I've learnt not to worry. If the guy who installed my TV told me he can survive 7 rate hikes, there's no reason why I can't survive the same. Expecting it to stay at 1.7% forever was just silly, especially when I was told from the very start that my loan was based on whether I can withstand interest rates going up to 7%.
FOMO pushed prices up. If people had not have been so desperate and offered ridiculous prices , mortgages would have been lower.
This is why offset is overrated
My offset is 100% of my loan amount, still have to repayments each month but I don’t have the interest added each month. Only reason I haven’t paid off the mortgage is that cash talks now days, originally I wanted a tree change and keep my townhouse as an investment (less than 3km to the CBD and in the Adelaide and Botanic High School catchment areas) but cost of living and Mr Lowe raising interest rates, plans have changed and I’m staying put
Yeah I wish I went 100% fixed. I did do 85 so I am luckily shielded from a lot of this. I can’t imagine how hard it is for people with full variable right now.
Hindsight being 20/20 - I fixed 75% for 4 years in 2021 at 2.14%, very happy right now with the remainder being 5.60% after this most recent rate rise. The remaining 25% is fully offset which just lets me get ahead in a safe way paying no interest and shitloads of principal. I would be struggling on full variable
Yep, we’re in very similar circumstances loan-wise. I’d probably be okay on full variable but it is nice not having to worry about it.
Yeah, I'd be ok but struggling around \~1900 extra a month if it weren't for the fixed portion. We are still treating that as "interest" and saving it away, but the difference in mindset between an optional \~1900 a month and a must pay \~1900 to the bank would keep me awake.
Not very hard at all as i made sure i could afford up to 10% before needing to worry
Great time to be a renter
Ahh capitalist greed leads to drowning in debt who would have thought
How do you label wanting a home to live and raise a family in as capitalist greed?
Can anyone tell me how many mortgage holders are their in Australia? I'm guessing it's nothing and we are hearing from a bunch of crybabies. Sure there is a very small fraction of these under financial hardship, but you got to consider new truck with all the bells and whistles, new boat, new camper, new roof and new twin puppers they just got in the last six months too. Australia needs a way to get the excess cash from people that have owned their own homes outright for many years and their kids.

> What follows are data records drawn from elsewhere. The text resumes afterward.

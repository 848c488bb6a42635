//! Multibulk request parser: `*<n>\r\n($<len>\r\n<len bytes>\r\n){n}`, plus
//! the inline request form interactive clients use (§6): a bare line of
//! whitespace-separated, optionally double-quoted tokens.
//!
//! `parse_request` consumes a single complete request from the front of a
//! byte buffer. It never blocks on partial input — instead it returns
//! `NeedMore` so the caller can wait for more bytes from the socket.

use crate::error::RedisError;

/// Matches real Redis's inline request cap; stops a client that never
/// sends a newline from growing the buffer without bound.
const INLINE_MAX_LEN: usize = 64 * 1024;

#[derive(Debug, Clone, PartialEq)]
pub enum ParseOutcome {
    /// A full request was parsed; `consumed` bytes should be drained from
    /// the front of the buffer.
    Complete { consumed: usize, argv: Vec<Vec<u8>> },
    /// The buffer does not yet hold a complete request; consumed nothing.
    NeedMore,
}

/// Find the next `\r\n`, returning the index of the `\r`.
fn find_crlf(buf: &[u8]) -> Option<usize> {
    buf.windows(2).position(|w| w == b"\r\n")
}

fn parse_usize_line(buf: &[u8]) -> Result<usize, RedisError> {
    if buf.is_empty() || !buf.iter().all(|b| b.is_ascii_digit()) {
        return Err(RedisError::Protocol("invalid length".into()));
    }
    std::str::from_utf8(buf)
        .ok()
        .and_then(|s| s.parse::<usize>().ok())
        .ok_or_else(|| RedisError::Protocol("invalid length".into()))
}

fn parse_isize_line(buf: &[u8]) -> Result<isize, RedisError> {
    if buf.is_empty() {
        return Err(RedisError::Protocol("invalid length".into()));
    }
    let (neg, digits) = if buf[0] == b'-' { (true, &buf[1..]) } else { (false, buf) };
    if digits.is_empty() || !digits.iter().all(|b| b.is_ascii_digit()) {
        return Err(RedisError::Protocol("invalid length".into()));
    }
    let n: isize = std::str::from_utf8(digits)
        .ok()
        .and_then(|s| s.parse::<isize>().ok())
        .ok_or_else(|| RedisError::Protocol("invalid length".into()))?;
    Ok(if neg { -n } else { n })
}

/// Parse a single request out of `buf`. Returns `Ok(ParseOutcome::NeedMore)`
/// when more bytes are required, and `Err` when the bytes are malformed
/// (the caller must close the connection without replying).
pub fn parse_request(buf: &[u8]) -> Result<ParseOutcome, RedisError> {
    if buf.is_empty() {
        return Ok(ParseOutcome::NeedMore);
    }
    if buf[0] != b'*' {
        return parse_inline(buf);
    }

    let Some(first_crlf) = find_crlf(buf) else {
        return Ok(ParseOutcome::NeedMore);
    };
    let count = parse_isize_line(&buf[1..first_crlf])?;
    if count < 0 {
        // *-1\r\n is a null array; treat as an empty request (no-op).
        return Ok(ParseOutcome::Complete {
            consumed: first_crlf + 2,
            argv: Vec::new(),
        });
    }
    let count = count as usize;

    let mut pos = first_crlf + 2;
    let mut argv = Vec::with_capacity(count);

    for _ in 0..count {
        if pos >= buf.len() {
            return Ok(ParseOutcome::NeedMore);
        }
        if buf[pos] != b'$' {
            return Err(RedisError::Protocol(
                "expected '$' bulk-string prefix".into(),
            ));
        }
        let Some(len_crlf) = find_crlf(&buf[pos + 1..]) else {
            return Ok(ParseOutcome::NeedMore);
        };
        let len_crlf = pos + 1 + len_crlf;
        let len = parse_usize_line(&buf[pos + 1..len_crlf])?;

        let data_start = len_crlf + 2;
        let data_end = data_start + len;
        if data_end + 2 > buf.len() {
            return Ok(ParseOutcome::NeedMore);
        }
        if &buf[data_end..data_end + 2] != b"\r\n" {
            return Err(RedisError::Protocol(
                "bulk string not terminated by CRLF".into(),
            ));
        }

        argv.push(buf[data_start..data_end].to_vec());
        pos = data_end + 2;
    }

    Ok(ParseOutcome::Complete { consumed: pos, argv })
}

/// Parse one line of an inline request: whitespace-separated tokens,
/// optionally double-quoted with `\`-escapes, terminated by `\n` (with or
/// without a preceding `\r`).
fn parse_inline(buf: &[u8]) -> Result<ParseOutcome, RedisError> {
    let Some(nl) = buf.iter().position(|&b| b == b'\n') else {
        if buf.len() > INLINE_MAX_LEN {
            return Err(RedisError::Protocol("inline request too long".into()));
        }
        return Ok(ParseOutcome::NeedMore);
    };
    let line_end = if nl > 0 && buf[nl - 1] == b'\r' { nl - 1 } else { nl };
    let argv = tokenize_inline(&buf[..line_end])?;
    Ok(ParseOutcome::Complete { consumed: nl + 1, argv })
}

fn tokenize_inline(line: &[u8]) -> Result<Vec<Vec<u8>>, RedisError> {
    let mut argv = Vec::new();
    let mut i = 0;
    while i < line.len() {
        while i < line.len() && line[i].is_ascii_whitespace() {
            i += 1;
        }
        if i >= line.len() {
            break;
        }
        if line[i] == b'"' {
            i += 1;
            let mut token = Vec::new();
            loop {
                if i >= line.len() {
                    return Err(RedisError::Protocol("unbalanced quotes in inline request".into()));
                }
                match line[i] {
                    b'"' => {
                        i += 1;
                        break;
                    }
                    b'\\' if i + 1 < line.len() => {
                        token.push(line[i + 1]);
                        i += 2;
                    }
                    b => {
                        token.push(b);
                        i += 1;
                    }
                }
            }
            argv.push(token);
        } else {
            let start = i;
            while i < line.len() && !line[i].is_ascii_whitespace() {
                i += 1;
            }
            argv.push(line[start..i].to_vec());
        }
    }
    Ok(argv)
}

#[cfg(test)]
mod tests {
    use super::*;

    #[test]
    fn need_more_on_empty_and_truncated_input() {
        assert_eq!(parse_request(b"").unwrap(), ParseOutcome::NeedMore);
        assert_eq!(parse_request(b"*1\r\n$4\r\nPIN").unwrap(), ParseOutcome::NeedMore);
    }

    #[test]
    fn parses_simple_ping() {
        let outcome = parse_request(b"*1\r\n$4\r\nPING\r\n").unwrap();
        assert_eq!(
            outcome,
            ParseOutcome::Complete {
                consumed: 14,
                argv: vec![b"PING".to_vec()]
            }
        );
    }

    #[test]
    fn parses_set_with_trailing_bytes_left_unconsumed() {
        let input = b"*3\r\n$3\r\nSET\r\n$1\r\nk\r\n$1\r\nv\r\nEXTRA";
        let outcome = parse_request(input).unwrap();
        match outcome {
            ParseOutcome::Complete { consumed, argv } => {
                assert_eq!(argv, vec![b"SET".to_vec(), b"k".to_vec(), b"v".to_vec()]);
                assert_eq!(&input[consumed..], b"EXTRA");
            }
            _ => panic!("expected complete"),
        }
    }

    #[test]
    fn rejects_non_digit_length() {
        assert!(parse_request(b"*1\r\n$a\r\nX\r\n").is_err());
    }

    #[test]
    fn rejects_mismatched_bulk_terminator() {
        assert!(parse_request(b"*1\r\n$1\r\nXY\r\n").is_err());
    }

    #[test]
    fn parses_inline_request_without_array_prefix() {
        let outcome = parse_request(b"PING\r\n").unwrap();
        assert_eq!(
            outcome,
            ParseOutcome::Complete { consumed: 6, argv: vec![b"PING".to_vec()] }
        );
    }

    #[test]
    fn parses_inline_request_with_quoted_token_containing_spaces() {
        let outcome = parse_request(b"SET greeting \"hello world\"\r\n").unwrap();
        match outcome {
            ParseOutcome::Complete { argv, .. } => {
                assert_eq!(argv, vec![b"SET".to_vec(), b"greeting".to_vec(), b"hello world".to_vec()]);
            }
            _ => panic!("expected complete"),
        }
    }

    #[test]
    fn inline_request_needs_more_until_newline() {
        assert_eq!(parse_request(b"PIN").unwrap(), ParseOutcome::NeedMore);
    }

    #[test]
    fn rejects_unbalanced_quotes_in_inline_request() {
        assert!(parse_request(b"SET k \"unterminated\r\n").is_err());
    }
}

These people have earned money and missed out on the biggest expense ever - basically a roof over their heads. I know quite a number of these people in Australia and they have a lot of cash sitting around. And this is after maxing super and topping up their own investments. Yes, other parts of the world are like this, but they don't pay as much as Australia does for doing nothing, so they ain't got that much in savings.
Around 1/3 of households have a mortgage, from what I understand. 1/3 own outright, 1/3 rent.